脓毒症相关的急性肾损伤 (acute kidney injury，AKI) 的发病率和病死率仍居高不下，探究脓毒症-AKI隐藏的机制具有重要的临床意义。脓毒症中，细菌脂多糖（LPS）诱发的肾内炎症反应引起肾小管坏死是脓毒症-AKI的重要原因，但其调控机制尚不清楚。近年研究证实许多细胞坏死并不是不可调控的。我们既往研究发现炎症因子联合诱导的近端肾小管上皮细胞坏死是受程序性坏死核心信号通路RIP1/RIP3/MLKL所调控的。因此，本研究拟在不同基因型小鼠建立盲肠结扎穿刺术引起的脓毒症-AKI模型，模拟脓毒症体内炎症反应环境、采用LPS诱导活化的巨噬细胞和炎症因子诱导近端肾小管上皮细胞坏死，探究RIP1/RIP3/MLKL通过分子间的相互作和激酶活性调控细胞程序性坏死及坏死性炎症反应、从而导致AKI进展的机制，阐明干预RIP1/RIP3/MLKL信号通路是抑制脓毒症-AKI进展的重要手段。
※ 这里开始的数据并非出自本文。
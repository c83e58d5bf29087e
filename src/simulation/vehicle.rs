//! Vehicle state for the wrong-way simulation
//!
//! Standalone implementation that doesn't depend on Bevy. Updating a vehicle
//! only touches its state; drawing lives in the `render` module.

use rand::Rng;
use std::collections::VecDeque;

use super::config::SimConfig;
use super::plate::{generate_plate, random_kind};
use super::types::{
    Direction, Lane, Point, VehicleId, VehicleKind, PLATE_NOT_READ, PLATE_UNRECOGNIZED,
    VEHICLE_HEIGHT, VEHICLE_WIDTH,
};

/// Result of a vehicle update indicating what the world should do with it
#[derive(Debug, Clone, Copy, PartialEq, Eq)]
pub enum VehicleUpdateResult {
    Continue,         // Vehicle keeps moving
    EnteredLogBand,   // First tick inside the logging band
    Despawn,          // Vehicle left the visible area
}

/// A synthetic vehicle on the monitored road
#[derive(Debug, Clone)]
pub struct SimVehicle {
    pub id: VehicleId,
    /// Top-left corner of the vehicle body
    pub position: Point,
    pub width: f32,
    pub height: f32,
    pub direction: Direction,
    pub speed: f32,
    pub lane: Lane,
    /// Travelling against the lane's canonical direction
    pub is_wrong_way: bool,
    pub kind: VehicleKind,
    pub license_plate: String,
    pub plate_recognized: bool,
    pub plate_confidence: f32,
    pub detection_confidence: f32,
    /// Most recent positions, oldest first
    pub trajectory: VecDeque<Point>,
    trajectory_cap: usize,
    pub alert_generated: bool,
    pub logged: bool,
}

impl SimVehicle {
    /// Create a vehicle entering `lane`, drawing its identity and detector
    /// readings from `rng`
    pub fn spawn<R: Rng + ?Sized>(
        id: VehicleId,
        lane: Lane,
        is_wrong_way: bool,
        config: &SimConfig,
        rng: &mut R,
    ) -> Self {
        let direction = if is_wrong_way {
            lane.canonical.opposite()
        } else {
            lane.canonical
        };
        let y = match direction {
            Direction::Down => -config.spawn_offset,
            Direction::Up => config.canvas_height + config.spawn_offset,
        };

        // Wrong-way drivers are drawn slightly slower
        let speed = if is_wrong_way {
            rng.random_range(2.0..4.0)
        } else {
            rng.random_range(2.0..5.0)
        };

        let detection_confidence = rng.random_range(0.85..0.99);
        let license_plate = generate_plate(rng);
        let plate_confidence = rng.random_range(0.75..0.99);
        let plate_recognized = rng.random_bool(config.plate_recognition_probability);
        let kind = random_kind(rng);

        Self {
            id,
            position: Point::new(lane.x, y),
            width: VEHICLE_WIDTH,
            height: VEHICLE_HEIGHT,
            direction,
            speed,
            lane,
            is_wrong_way,
            kind,
            license_plate,
            plate_recognized,
            plate_confidence,
            detection_confidence,
            trajectory: VecDeque::with_capacity(config.trajectory_len),
            trajectory_cap: config.trajectory_len,
            alert_generated: false,
            logged: false,
        }
    }

    /// Advance the vehicle by one tick
    pub fn update(&mut self, config: &SimConfig) -> VehicleUpdateResult {
        if self.trajectory.len() >= self.trajectory_cap {
            self.trajectory.pop_front();
        }
        self.trajectory.push_back(self.position);

        self.position.y += self.direction.sign() * self.speed;

        if !self.logged
            && self.position.y > config.log_band_top
            && self.position.y < config.log_band_bottom
        {
            self.logged = true;
            return VehicleUpdateResult::EnteredLogBand;
        }

        if self.is_off_screen(config.canvas_height, config.offscreen_margin) {
            return VehicleUpdateResult::Despawn;
        }

        VehicleUpdateResult::Continue
    }

    pub fn is_off_screen(&self, canvas_height: f32, margin: f32) -> bool {
        self.position.y > canvas_height + margin || self.position.y < -margin
    }

    pub fn center(&self) -> Point {
        self.position.offset(self.width / 2.0, self.height / 2.0)
    }

    /// Plate text for the detection table
    pub fn plate_or_placeholder(&self) -> &str {
        if self.plate_recognized {
            &self.license_plate
        } else {
            PLATE_NOT_READ
        }
    }

    /// Plate text for alerts
    pub fn plate_for_alert(&self) -> &str {
        if self.plate_recognized {
            &self.license_plate
        } else {
            PLATE_UNRECOGNIZED
        }
    }

    pub fn status_label(&self) -> &'static str {
        if self.is_wrong_way {
            "Wrong Direction"
        } else {
            "Normal"
        }
    }

    /// Banner shown above the bounding box, e.g. `WRONG WAY 93.4%`
    pub fn banner_label(&self) -> String {
        format!(
            "{} {:.1}%",
            if self.is_wrong_way { "WRONG WAY" } else { "Normal" },
            self.detection_confidence * 100.0
        )
    }

    /// Second banner line, e.g. `Truck - KA05MX7`
    pub fn identity_label(&self) -> String {
        format!("{} - {}", self.kind, self.plate_or_placeholder())
    }

    pub fn plate_confidence_label(&self) -> String {
        format!("{:.0}% conf", self.plate_confidence * 100.0)
    }
}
急性肾损伤(acute kidney injury，AKI)是ICU脓毒症患者最常见的并发症，也是重症患者最主要的引起AKI的原因，目前脓毒症相关的AKI发生率和死亡率仍然居高不下，临床的干预治疗手段仍然有限。脓毒症肾损伤的病理生理机制十分复杂，包含了肾内血流动力学改变引起的肾脏缺血、肾内毛细血管内皮细胞功能障碍、炎症细胞浸润、大量炎症因子的释放、进而导致肾小管损伤、AKI发生发展，然而肾小管损伤在脓毒症AKI进展中所隐藏的细胞分子调控机制尚不明。LPS刺激下的具有促炎症表型的巨噬细胞和其分泌的炎症因子是如何诱导肾小管上皮细胞坏死、从而促进脓毒症-AKI的进展机制尚不清楚，因此研究脓毒症中调控肾小管上皮细胞坏死的机制对干预脓毒症-AKI的进展具有重要的意义。. 通过建立盲肠结扎穿刺术引起的脓毒症-AKI小鼠模型，采用RIP3/MLKL/GSDMD单基因敲除鼠、RIP3/GSDMD和MLKL/GSDMD双基因敲除鼠，明确程序性坏死核心信号通路RIP3/MLKL与细胞焦亡执行蛋白GSDMD在脓毒症-AKI中的作用及其与近端肾小管上皮细胞坏死和肾内炎症反应之间的关系。 通过原代分离骨髓源性巨噬细胞，模拟体内脓毒症炎症反应微环境，观察RIP3/MLKL和GSDMD如何协同调控炎症反应，从而导致脓毒症AKI进展的机制。通过原代内皮细胞，模拟体内脓毒症炎症反应微环境，观察RIP3/MLKL和GSDMD如何协同调控内皮细胞功能，从而使得炎症细胞迁移到肾组织导致脓毒症AKI进展的机制。 通过原代内皮细胞，模拟体内脓毒症炎症反应微环境（LPS及缺血缺氧环境），观察对肾小管上皮细胞坏死的影响。. 本研究阐明了脓毒症中炎症反应所导致的近端肾小管上皮细程序性坏死依赖于RIP3/MLKL的相互作用、RIP3的激酶活性、MLKL的多聚化和向细胞膜转位。我还发现双基因敲除RIP3/GSDMD或者MLKL/GSDMD（即同时抑制Necroptosis和Pyroptosis能更有效抑制脓毒症休克和肾损伤。在细胞水平上，我们模拟脓毒症微环境采用不同刺激物干预巨噬细胞、内皮细胞、肾小管上皮细胞，细胞的死亡和坏死性炎症反应能被双基因敲除RIP3/GSDMD或者MLKLMLKL/GSDMD能更有效抑制。. 因此，同时阻断Necroptosis和Pyroptosis能更有效保护脓毒症肾损伤。